組み込み系に不足しているホワイトハット・ハッカー

 前にも書いたようにセキュリティ関連の実装は今後の組み込みのキー技術になってしまっている。こんな状況が良いはずもないが仕方ない。製品開発に携わる技術者のセキュリティに関する意識、技術力は、世の中の水準から比べると随分低いはずだ。それでも、組み込み関係でセキュリティがあまり大きく問題になっていないのは、組み込みの世界でハッキングしたところで儲からないからであろう。どこそこの会社からカード情報や個人情報が流出した、という報道が頻繁になり、昔は1面トップ扱いであったこの手のニュースがあまりさわがれないようにまでなってきている。ネット経由でのこうした犯罪行為は、今や普通の犯罪と同じくらいの頻度で起きてしまっているということであろう。
 一方で、産業機器の分野での組み込み機器へのハッキングは重大な話である。これは、金儲けではなく、テロ行為目的という命にかかわるような話につながるからである。私の開発している機器は、インフラにも使われていないし、ハッキングしたところで金が儲かるような分野でもないが、自分の開発した機器が踏み台になる可能性はあるので、何とか業界水準の対策はしておきたいと思っている。
 そうした技術開発に必要なのが、ホワイトハット・ハッカーという善意のハッカーである。“埋め込み”系システムを極めようとしたホワイトハット・ハッカーの死を悼む《瀧口範子「シリコンバレー通信」》という記事を読んで、米国にはこうした技術者もいるのだということを知った。ちなみに、この記事の”埋め込み”というのは、Embededという言葉をそう訳しただけで、”組み込み”ということだと思う。この記事で、びっくりする事例があった。少し引用する。

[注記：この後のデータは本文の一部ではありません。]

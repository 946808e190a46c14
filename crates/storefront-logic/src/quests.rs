//! Daily quests - content definitions, the per-slot progress state machine,
//! and the gameplay signals that advance it.
//!
//! # Lifecycle
//!
//! ```text
//! Available ──accept──▶ Active ──target reached──▶ Completed ──collect──▶ Collected
//!                         │
//!                         └──day boundary, target missed──▶ Failed
//! ```
//!
//! Collected and Failed are terminal. Penalties for a failed quest are
//! handed out once, guarded by [`QuestProgress::penalty_applied`].

use serde::{Deserialize, Serialize};

use crate::effects::StatKind;

#[derive(Debug, Clone, Copy, PartialEq, Eq, Hash, PartialOrd, Ord, Serialize, Deserialize)]
pub struct QuestId(pub u32);

/// Difficulty tier. Ordered so that `Easy < Medium < Hard`.
#[derive(Debug, Clone, Copy, PartialEq, Eq, Hash, PartialOrd, Ord, Serialize, Deserialize)]
pub enum QuestTier {
    Easy,
    Medium,
    Hard,
}

impl QuestTier {
    pub const ALL: [QuestTier; 3] = [QuestTier::Easy, QuestTier::Medium, QuestTier::Hard];

    pub fn index(self) -> usize {
        self as usize
    }

    /// The tier above this one, saturating at `Hard`.
    pub fn next(self) -> QuestTier {
        match self {
            QuestTier::Easy => QuestTier::Medium,
            QuestTier::Medium | QuestTier::Hard => QuestTier::Hard,
        }
    }
}

/// What the player has to do.
#[derive(Debug, Clone, Copy, PartialEq, Eq, Hash, Serialize, Deserialize)]
pub enum QuestType {
    CompleteMinigame,
    PlaceOnShelf,
    CompleteDelivery,
    ServeCustomer,
    IgnoreCustomer,
    PackItem,
}

/// A trackable gameplay action published on the quest-progress bus.
#[derive(Debug, Clone, PartialEq, Eq, Serialize, Deserialize)]
pub enum QuestSignal {
    MinigameCompleted,
    ItemShelved { subtype: String },
    DeliveryCompleted,
    CustomerServed,
    CustomerIgnored,
    ItemPacked { subtype: String },
}

impl QuestSignal {
    pub fn quest_type(&self) -> QuestType {
        match self {
            QuestSignal::MinigameCompleted => QuestType::CompleteMinigame,
            QuestSignal::ItemShelved { .. } => QuestType::PlaceOnShelf,
            QuestSignal::DeliveryCompleted => QuestType::CompleteDelivery,
            QuestSignal::CustomerServed => QuestType::ServeCustomer,
            QuestSignal::CustomerIgnored => QuestType::IgnoreCustomer,
            QuestSignal::ItemPacked { .. } => QuestType::PackItem,
        }
    }

    pub fn subtype(&self) -> Option<&str> {
        match self {
            QuestSignal::ItemShelved { subtype } | QuestSignal::ItemPacked { subtype } => {
                Some(subtype.as_str())
            }
            _ => None,
        }
    }
}

#[derive(Debug, Clone, PartialEq, Eq, Serialize, Deserialize)]
pub struct QuestRequirement {
    pub target: u32,
    /// Only signals tagged with this resource subtype count.
    #[serde(default)]
    pub subtype: Option<String>,
}

impl QuestRequirement {
    pub fn matches(&self, quest_type: QuestType, signal: &QuestSignal) -> bool {
        if signal.quest_type() != quest_type {
            return false;
        }
        match &self.subtype {
            None => true,
            Some(required) => signal.subtype() == Some(required.as_str()),
        }
    }
}

/// A reward or penalty effect.
#[derive(Debug, Clone, PartialEq, Serialize, Deserialize)]
pub enum Outcome {
    /// Positive credits, negative debits.
    Currency(i64),
    /// Grant a buff; `days == 0` is permanent.
    Buff { stat: StatKind, amount: f32, days: u32 },
}

/// Immutable quest content.
#[derive(Debug, Clone, PartialEq, Serialize, Deserialize)]
pub struct QuestDefinition {
    pub id: QuestId,
    pub name: String,
    pub tier: QuestTier,
    pub quest_type: QuestType,
    pub requirement: QuestRequirement,
    #[serde(default)]
    pub rewards: Vec<Outcome>,
    #[serde(default)]
    pub penalties: Vec<Outcome>,
}

#[derive(Debug, Clone, Copy, PartialEq, Eq, Hash, Serialize, Deserialize)]
pub enum QuestStatus {
    Available,
    Active,
    Completed,
    Collected,
    Failed,
}

impl QuestStatus {
    pub fn is_terminal(self) -> bool {
        matches!(self, QuestStatus::Collected | QuestStatus::Failed)
    }
}

/// A lifecycle transition was attempted from the wrong status.
#[derive(Debug, Clone, Copy, PartialEq, Eq)]
pub struct WrongStatus {
    pub expected: QuestStatus,
    pub found: QuestStatus,
}

/// Effect of a progress signal on a slot.
#[derive(Debug, Clone, Copy, PartialEq, Eq)]
pub enum ProgressStep {
    Ignored,
    Advanced,
    Completed,
}

/// Mutable state of one daily quest slot.
#[derive(Debug, Clone, PartialEq, Serialize, Deserialize)]
pub struct QuestProgress {
    pub quest_id: QuestId,
    pub quest_type: QuestType,
    pub requirement: QuestRequirement,
    pub status: QuestStatus,
    pub current: u32,
    /// Rewards drawn at assignment.
    pub rewards: Vec<Outcome>,
    /// Penalties drawn at assignment.
    pub penalties: Vec<Outcome>,
    pub penalty_applied: bool,
}

impl QuestProgress {
    /// Fresh slot for a definition with the drawn outcomes fixed.
    pub fn assign(def: &QuestDefinition, rewards: Vec<Outcome>, penalties: Vec<Outcome>) -> Self {
        Self {
            quest_id: def.id,
            quest_type: def.quest_type,
            requirement: def.requirement.clone(),
            status: QuestStatus::Available,
            current: 0,
            rewards,
            penalties,
            penalty_applied: false,
        }
    }

    pub fn target(&self) -> u32 {
        self.requirement.target
    }

    pub fn accept(&mut self) -> Result<(), WrongStatus> {
        self.expect(QuestStatus::Available)?;
        self.status = QuestStatus::Active;
        // A zero-target quest is done as soon as it is taken.
        if self.current >= self.target() {
            self.status = QuestStatus::Completed;
        }
        Ok(())
    }

    /// Apply a progress signal. Only Active slots move; progress is capped
    /// at the target and flips the slot to Completed exactly once.
    pub fn advance(&mut self, signal: &QuestSignal) -> ProgressStep {
        if self.status != QuestStatus::Active
            || !self.requirement.matches(self.quest_type, signal)
        {
            return ProgressStep::Ignored;
        }
        self.current = (self.current + 1).min(self.target());
        if self.current >= self.target() {
            self.status = QuestStatus::Completed;
            ProgressStep::Completed
        } else {
            ProgressStep::Advanced
        }
    }

    /// Mark the slot collected and return the rewards to pay out.
    pub fn collect(&mut self) -> Result<Vec<Outcome>, WrongStatus> {
        self.expect(QuestStatus::Completed)?;
        self.status = QuestStatus::Collected;
        Ok(self.rewards.clone())
    }

    /// Day-boundary failure check. Returns the penalties the first time the
    /// slot is failed; any later call returns `None`.
    pub fn fail_if_unfinished(&mut self) -> Option<Vec<Outcome>> {
        if self.status == QuestStatus::Active && self.current < self.target() {
            self.status = QuestStatus::Failed;
        }
        if self.status != QuestStatus::Failed || self.penalty_applied {
            return None;
        }
        self.penalty_applied = true;
        Some(self.penalties.clone())
    }

    fn expect(&self, expected: QuestStatus) -> Result<(), WrongStatus> {
        if self.status == expected {
            Ok(())
        } else {
            Err(WrongStatus {
                expected,
                found: self.status,
            })
        }
    }
}

#[cfg(test)]
mod tests {
    use super::*;

    fn shelf_quest(target: u32, subtype: Option<&str>) -> QuestDefinition {
        QuestDefinition {
            id: QuestId(1),
            name: "Stock the shelves".into(),
            tier: QuestTier::Easy,
            quest_type: QuestType::PlaceOnShelf,
            requirement: QuestRequirement {
                target,
                subtype: subtype.map(str::to_string),
            },
            rewards: vec![Outcome::Currency(50)],
            penalties: vec![Outcome::Currency(-20)],
        }
    }

    fn shelved(subtype: &str) -> QuestSignal {
        QuestSignal::ItemShelved {
            subtype: subtype.into(),
        }
    }

    #[test]
    fn tiers_are_ordered() {
        assert!(QuestTier::Easy < QuestTier::Medium);
        assert!(QuestTier::Medium < QuestTier::Hard);
        assert_eq!(QuestTier::Hard.next(), QuestTier::Hard);
    }

    #[test]
    fn five_signals_complete_once() {
        let def = shelf_quest(5, None);
        let mut p = QuestProgress::assign(&def, def.rewards.clone(), def.penalties.clone());
        p.accept().unwrap();
        for _ in 0..4 {
            assert_eq!(p.advance(&shelved("fruit")), ProgressStep::Advanced);
        }
        assert_eq!(p.advance(&shelved("fruit")), ProgressStep::Completed);
        assert_eq!(p.status, QuestStatus::Completed);
        assert_eq!(p.advance(&shelved("fruit")), ProgressStep::Ignored);
        assert_eq!(p.current, 5);
    }

    #[test]
    fn subtype_filter() {
        let def = shelf_quest(2, Some("dairy"));
        let mut p = QuestProgress::assign(&def, vec![], vec![]);
        p.accept().unwrap();
        assert_eq!(p.advance(&shelved("fruit")), ProgressStep::Ignored);
        assert_eq!(p.advance(&QuestSignal::CustomerServed), ProgressStep::Ignored);
        assert_eq!(p.advance(&shelved("dairy")), ProgressStep::Advanced);
    }

    #[test]
    fn available_slot_ignores_signals() {
        let def = shelf_quest(1, None);
        let mut p = QuestProgress::assign(&def, vec![], vec![]);
        assert_eq!(p.advance(&shelved("x")), ProgressStep::Ignored);
        assert_eq!(p.current, 0);
    }

    #[test]
    fn accept_twice_rejected() {
        let def = shelf_quest(3, None);
        let mut p = QuestProgress::assign(&def, vec![], vec![]);
        p.accept().unwrap();
        let err = p.accept().unwrap_err();
        assert_eq!(err.expected, QuestStatus::Available);
        assert_eq!(err.found, QuestStatus::Active);
    }

    #[test]
    fn collect_is_terminal() {
        let def = shelf_quest(1, None);
        let mut p = QuestProgress::assign(&def, def.rewards.clone(), vec![]);
        p.accept().unwrap();
        p.advance(&shelved("x"));
        assert_eq!(p.collect().unwrap(), vec![Outcome::Currency(50)]);
        assert!(p.collect().is_err());
        assert!(p.status.is_terminal());
        assert!(p.fail_if_unfinished().is_none());
        assert_eq!(p.status, QuestStatus::Collected);
    }

    #[test]
    fn penalty_handed_out_once() {
        let def = shelf_quest(3, None);
        let mut p = QuestProgress::assign(&def, vec![], def.penalties.clone());
        p.accept().unwrap();
        p.advance(&shelved("x"));
        assert_eq!(p.fail_if_unfinished(), Some(vec![Outcome::Currency(-20)]));
        assert!(p.penalty_applied);
        assert_eq!(p.status, QuestStatus::Failed);
        assert_eq!(p.fail_if_unfinished(), None);
    }

    #[test]
    fn untouched_slot_is_not_failed() {
        let def = shelf_quest(3, None);
        let mut p = QuestProgress::assign(&def, vec![], def.penalties.clone());
        assert!(p.fail_if_unfinished().is_none());
        assert_eq!(p.status, QuestStatus::Available);
    }
}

 糖尿病患者が用いるインスリン・ポンプへの侵入の方法を明らかにし、体内に投入されるインスリンを致死量にまで上げられるとした。彼が実験に使ったポンプを製造した医療メーカーは、これに基づいて設計を変更。FDA(米食品医薬品局)もまた、医療用デバイスのセキュリティ基準についてのガイドラインを発表した。

 最先端ではこんなことが繰り広げられていることを、少なくとも私は全く知らなかった。メーカーの技術開発は新しい機能開発には金をかけるが、セキュリティのような技術には金をかけない傾向がある。業界のガイドラインにでもしてもらわないと、実装するのは難しい。そのためにも、組み込み系にもホワイトハット・ハッカーが必要だ。